Segment Open

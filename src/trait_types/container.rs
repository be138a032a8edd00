//! Container traits: List, Set, Tuple and Dict.
//!
//! List, Set and Dict may be marked eventful. Their values are then stored
//! as [`Eventful`] wrappers, and in-place mutations are reported to the
//! owning object and re-validated element by element.

use std::rc::Rc;

use indexmap::IndexMap;

use crate::eventful::Eventful;
use crate::has_traits::HasTraits;
use crate::value::{Value, ValueMap, ValueSet};

use super::{ContainerKind, TraitBuilder, TraitError, TraitKind, TraitType};

/// True when validation produced a different value than it was given.
/// Eventful wrappers count as different unless they are the same container.
fn replaced(old: &Value, new: &Value) -> bool {
    match (old, new) {
        (Value::Eventful(a), Value::Eventful(b)) => !a.ptr_eq(b),
        (Value::Eventful(_), _) | (_, Value::Eventful(_)) => true,
        _ => old != new,
    }
}

fn validate_items(
    element: Option<&Rc<TraitType>>,
    obj: &HasTraits,
    items: Vec<Value>,
) -> Result<Vec<Value>, TraitError> {
    match element {
        Some(element) => items
            .into_iter()
            .map(|item| element.validate(obj, item))
            .collect(),
        None => Ok(items),
    }
}

fn check_length(
    trait_type: &TraitType,
    obj: &HasTraits,
    value: &Value,
    len: usize,
    (min, max): (usize, usize),
) -> Result<(), TraitError> {
    if (min..=max).contains(&len) {
        Ok(())
    } else {
        Err(TraitError::Length {
            subject: trait_type.subject(obj, true),
            min,
            max,
            value: value.to_string(),
        })
    }
}

/// Hands back the original container refreshed with the validated
/// contents, or a new wrapper when the value was a plain container. The
/// trait's hook is attached either way.
fn into_eventful(
    trait_type: &Rc<TraitType>,
    obj: &HasTraits,
    original: Option<Eventful>,
    contents: Value,
) -> Result<Value, TraitError> {
    let container = match original {
        Some(container) => {
            container.overwrite(contents);
            container
        }
        None => Eventful::wrap(&contents).ok_or_else(|| trait_type.error(obj, &contents))?,
    };
    container.add_hook(obj, trait_type);
    Ok(Value::Eventful(container))
}

/// A list, optionally with an element trait and length bounds. Tuples are
/// cast to lists.
#[derive(Debug)]
pub struct List {
    element: Option<Rc<TraitType>>,
    minlen: usize,
    maxlen: usize,
    eventful: bool,
}

impl Default for List {
    fn default() -> Self {
        Self {
            element: None,
            minlen: 0,
            maxlen: usize::MAX,
            eventful: false,
        }
    }
}

impl List {
    #[must_use]
    pub fn new() -> Self {
        Self::default()
    }

    /// A list whose elements must satisfy `element`.
    pub fn of(element: impl TraitBuilder) -> Self {
        Self {
            element: Some(Rc::new(element.into_trait())),
            ..Self::default()
        }
    }

    #[must_use]
    pub const fn minlen(mut self, minlen: usize) -> Self {
        self.minlen = minlen;
        self
    }

    #[must_use]
    pub const fn maxlen(mut self, maxlen: usize) -> Self {
        self.maxlen = maxlen;
        self
    }

    /// Stores values as [`EventfulList`](crate::eventful::EventfulList)s.
    #[must_use]
    pub const fn eventful(mut self, eventful: bool) -> Self {
        self.eventful = eventful;
        self
    }
}

impl TraitKind for List {
    fn type_name(&self) -> &'static str {
        "List"
    }

    fn info(&self) -> String {
        "a list".to_owned()
    }

    fn validate(
        &self,
        trait_type: &Rc<TraitType>,
        obj: &HasTraits,
        value: Value,
    ) -> Result<Value, TraitError> {
        let (items, original) = match &value {
            Value::List(items) | Value::Tuple(items) => (items.clone(), None),
            Value::Eventful(e @ Eventful::List(list)) => (list.to_vec(), Some(e.clone())),
            _ => return Err(trait_type.error(obj, &value)),
        };
        let items = validate_items(self.element.as_ref(), obj, items)?;
        let len = items.len();
        let contents = Value::List(items);
        check_length(trait_type, obj, &contents, len, (self.minlen, self.maxlen))?;
        if !self.eventful {
            return Ok(contents);
        }
        into_eventful(trait_type, obj, original, contents)
    }

    fn default_value(&self) -> Option<Value> {
        Some(Value::List(Vec::new()))
    }

    fn nested(&self) -> Vec<Rc<TraitType>> {
        self.element.iter().cloned().collect()
    }

    fn is_eventful(&self) -> bool {
        self.eventful
    }

    fn validate_mutation(
        &self,
        trait_type: &Rc<TraitType>,
        obj: &HasTraits,
        value: &Value,
    ) -> Result<(), TraitError> {
        let Some(Eventful::List(list)) = value.as_eventful() else {
            return Ok(());
        };
        check_length(trait_type, obj, value, list.len(), (self.minlen, self.maxlen))?;
        let Some(element) = &self.element else {
            return Ok(());
        };
        for (index, item) in list.to_vec().into_iter().enumerate() {
            let validated = element.validate(obj, item.clone())?;
            if replaced(&item, &validated) {
                list.set_item(index, validated)?;
            }
        }
        Ok(())
    }

    fn container(&self) -> Option<ContainerKind> {
        Some(ContainerKind::List)
    }
}

/// A set, optionally with an element trait and length bounds. Lists and
/// tuples are cast to sets.
#[derive(Debug)]
pub struct Set {
    element: Option<Rc<TraitType>>,
    minlen: usize,
    maxlen: usize,
    eventful: bool,
}

impl Default for Set {
    fn default() -> Self {
        Self {
            element: None,
            minlen: 0,
            maxlen: usize::MAX,
            eventful: false,
        }
    }
}

impl Set {
    #[must_use]
    pub fn new() -> Self {
        Self::default()
    }

    /// A set whose members must satisfy `element`.
    pub fn of(element: impl TraitBuilder) -> Self {
        Self {
            element: Some(Rc::new(element.into_trait())),
            ..Self::default()
        }
    }

    #[must_use]
    pub const fn minlen(mut self, minlen: usize) -> Self {
        self.minlen = minlen;
        self
    }

    #[must_use]
    pub const fn maxlen(mut self, maxlen: usize) -> Self {
        self.maxlen = maxlen;
        self
    }

    /// Stores values as [`EventfulSet`](crate::eventful::EventfulSet)s.
    #[must_use]
    pub const fn eventful(mut self, eventful: bool) -> Self {
        self.eventful = eventful;
        self
    }

    fn validate_members(&self, obj: &HasTraits, items: Vec<Value>) -> Result<ValueSet, TraitError> {
        Ok(validate_items(self.element.as_ref(), obj, items)?
            .into_iter()
            .collect())
    }
}

impl TraitKind for Set {
    fn type_name(&self) -> &'static str {
        "Set"
    }

    fn info(&self) -> String {
        "a set".to_owned()
    }

    fn validate(
        &self,
        trait_type: &Rc<TraitType>,
        obj: &HasTraits,
        value: Value,
    ) -> Result<Value, TraitError> {
        let (items, original) = match &value {
            Value::List(items) | Value::Tuple(items) => (items.clone(), None),
            Value::Set(items) => (items.iter().cloned().collect(), None),
            Value::Eventful(e @ Eventful::Set(set)) => {
                (set.to_set().into_iter().collect(), Some(e.clone()))
            }
            _ => return Err(trait_type.error(obj, &value)),
        };
        let members = self.validate_members(obj, items)?;
        let len = members.len();
        let contents = Value::Set(members);
        check_length(trait_type, obj, &contents, len, (self.minlen, self.maxlen))?;
        if !self.eventful {
            return Ok(contents);
        }
        into_eventful(trait_type, obj, original, contents)
    }

    fn default_value(&self) -> Option<Value> {
        Some(Value::Set(ValueSet::new()))
    }

    fn nested(&self) -> Vec<Rc<TraitType>> {
        self.element.iter().cloned().collect()
    }

    fn is_eventful(&self) -> bool {
        self.eventful
    }

    fn validate_mutation(
        &self,
        trait_type: &Rc<TraitType>,
        obj: &HasTraits,
        value: &Value,
    ) -> Result<(), TraitError> {
        let Some(Eventful::Set(set)) = value.as_eventful() else {
            return Ok(());
        };
        check_length(trait_type, obj, value, set.len(), (self.minlen, self.maxlen))?;
        if self.element.is_none() {
            return Ok(());
        }
        let current = set.to_set();
        let members = self.validate_members(obj, current.iter().cloned().collect())?;
        let changed = members.len() != current.len()
            || current
                .iter()
                .zip(&members)
                .any(|(old, new)| replaced(old, new));
        if changed {
            set.assign(members)?;
        }
        Ok(())
    }

    fn container(&self) -> Option<ContainerKind> {
        Some(ContainerKind::Set)
    }
}

/// A tuple, optionally with one trait per position. Lists are cast to
/// tuples.
#[derive(Debug, Default)]
pub struct Tuple {
    elements: Vec<Rc<TraitType>>,
}

impl Tuple {
    /// Any tuple.
    #[must_use]
    pub fn new() -> Self {
        Self::default()
    }

    /// A tuple of exactly these positions.
    pub fn of<T: TraitBuilder>(elements: impl IntoIterator<Item = T>) -> Self {
        Self {
            elements: elements
                .into_iter()
                .map(|t| Rc::new(t.into_trait()))
                .collect(),
        }
    }
}

impl TraitKind for Tuple {
    fn type_name(&self) -> &'static str {
        "Tuple"
    }

    fn info(&self) -> String {
        "a tuple".to_owned()
    }

    fn validate(
        &self,
        trait_type: &Rc<TraitType>,
        obj: &HasTraits,
        value: Value,
    ) -> Result<Value, TraitError> {
        let items = match &value {
            Value::Tuple(items) | Value::List(items) => items.clone(),
            Value::Eventful(Eventful::List(list)) => list.to_vec(),
            _ => return Err(trait_type.error(obj, &value)),
        };
        if self.elements.is_empty() {
            return Ok(Value::Tuple(items));
        }
        let n = self.elements.len();
        check_length(trait_type, obj, &value, items.len(), (n, n))?;
        self.elements
            .iter()
            .zip(items)
            .map(|(element, item)| element.validate(obj, item))
            .collect::<Result<Vec<_>, _>>()
            .map(Value::Tuple)
    }

    fn default_value(&self) -> Option<Value> {
        Some(Value::Tuple(Vec::new()))
    }

    fn nested(&self) -> Vec<Rc<TraitType>> {
        self.elements.clone()
    }

    fn container(&self) -> Option<ContainerKind> {
        Some(ContainerKind::Tuple)
    }
}

/// A dict, optionally with a key trait, a value trait, and per-key value
/// traits that take precedence over the value trait.
#[derive(Debug, Default)]
pub struct Dict {
    key: Option<Rc<TraitType>>,
    value: Option<Rc<TraitType>>,
    per_key: IndexMap<Value, Rc<TraitType>>,
    eventful: bool,
}

impl Dict {
    #[must_use]
    pub fn new() -> Self {
        Self::default()
    }

    /// Keys must satisfy `key`.
    #[must_use]
    pub fn key_trait(mut self, key: impl TraitBuilder) -> Self {
        self.key = Some(Rc::new(key.into_trait()));
        self
    }

    /// Values must satisfy `value`, unless a per-key trait applies.
    #[must_use]
    pub fn value_trait(mut self, value: impl TraitBuilder) -> Self {
        self.value = Some(Rc::new(value.into_trait()));
        self
    }

    /// The value under `key` must satisfy `value`.
    #[must_use]
    pub fn per_key(mut self, key: impl Into<Value>, value: impl TraitBuilder) -> Self {
        self.per_key.insert(key.into(), Rc::new(value.into_trait()));
        self
    }

    /// Stores values as [`EventfulDict`](crate::eventful::EventfulDict)s.
    #[must_use]
    pub const fn eventful(mut self, eventful: bool) -> Self {
        self.eventful = eventful;
        self
    }

    fn validate_entry(
        &self,
        obj: &HasTraits,
        key: Value,
        value: Value,
    ) -> Result<(Value, Value), TraitError> {
        let key = match &self.key {
            Some(t) => t.validate(obj, key)?,
            None => key,
        };
        let value = match self.per_key.get(&key).or(self.value.as_ref()) {
            Some(t) => t.validate(obj, value)?,
            None => value,
        };
        Ok((key, value))
    }

    fn validate_entries(&self, obj: &HasTraits, map: ValueMap) -> Result<ValueMap, TraitError> {
        map.into_iter()
            .map(|(k, v)| self.validate_entry(obj, k, v))
            .collect()
    }
}

impl TraitKind for Dict {
    fn type_name(&self) -> &'static str {
        "Dict"
    }

    fn info(&self) -> String {
        "a dict".to_owned()
    }

    fn validate(
        &self,
        trait_type: &Rc<TraitType>,
        obj: &HasTraits,
        value: Value,
    ) -> Result<Value, TraitError> {
        let (map, original) = match &value {
            Value::Dict(map) => (map.clone(), None),
            Value::Eventful(e @ Eventful::Dict(dict)) => (dict.to_map(), Some(e.clone())),
            _ => return Err(trait_type.error(obj, &value)),
        };
        let contents = Value::Dict(self.validate_entries(obj, map)?);
        if !self.eventful {
            return Ok(contents);
        }
        into_eventful(trait_type, obj, original, contents)
    }

    fn default_value(&self) -> Option<Value> {
        Some(Value::Dict(ValueMap::new()))
    }

    fn nested(&self) -> Vec<Rc<TraitType>> {
        self.key
            .iter()
            .chain(&self.value)
            .chain(self.per_key.values())
            .cloned()
            .collect()
    }

    fn is_eventful(&self) -> bool {
        self.eventful
    }

    fn validate_mutation(
        &self,
        _trait_type: &Rc<TraitType>,
        obj: &HasTraits,
        value: &Value,
    ) -> Result<(), TraitError> {
        let Some(Eventful::Dict(dict)) = value.as_eventful() else {
            return Ok(());
        };
        for (key, item) in dict.to_map() {
            let (new_key, new_item) = self.validate_entry(obj, key.clone(), item.clone())?;
            if replaced(&key, &new_key) {
                dict.pop(&key)?;
                dict.set_item(new_key, new_item)?;
            } else if replaced(&item, &new_item) {
                dict.set_item(key, new_item)?;
            }
        }
        Ok(())
    }

    fn container(&self) -> Option<ContainerKind> {
        Some(ContainerKind::Dict)
    }
}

Segment Closed

- [Work order]
Please write out the material word for word from its first line through the line holding "(Value::Eventful(a), Value::Eventful(b)) =>", including both, and no line past it.

- [Solution to the problem]
filename src/trait_types/container.rs
repository be138a032a8edd00
//! Container traits: List, Set, Tuple and Dict.
//!
//! List, Set and Dict may be marked eventful. Their values are then stored
//! as [`Eventful`] wrappers, and in-place mutations are reported to the
//! owning object and re-validated element by element.

use std::rc::Rc;

use indexmap::IndexMap;

use crate::eventful::Eventful;
use crate::has_traits::HasTraits;
use crate::value::{Value, ValueMap, ValueSet};

use super::{ContainerKind, TraitBuilder, TraitError, TraitKind, TraitType};

/// True when validation produced a different value than it was given.
/// Eventful wrappers count as different unless they are the same container.
fn replaced(old: &Value, new: &Value) -> bool {
    match (old, new) {
        (Value::Eventful(a), Value::Eventful(b)) => !a.ptr_eq(b),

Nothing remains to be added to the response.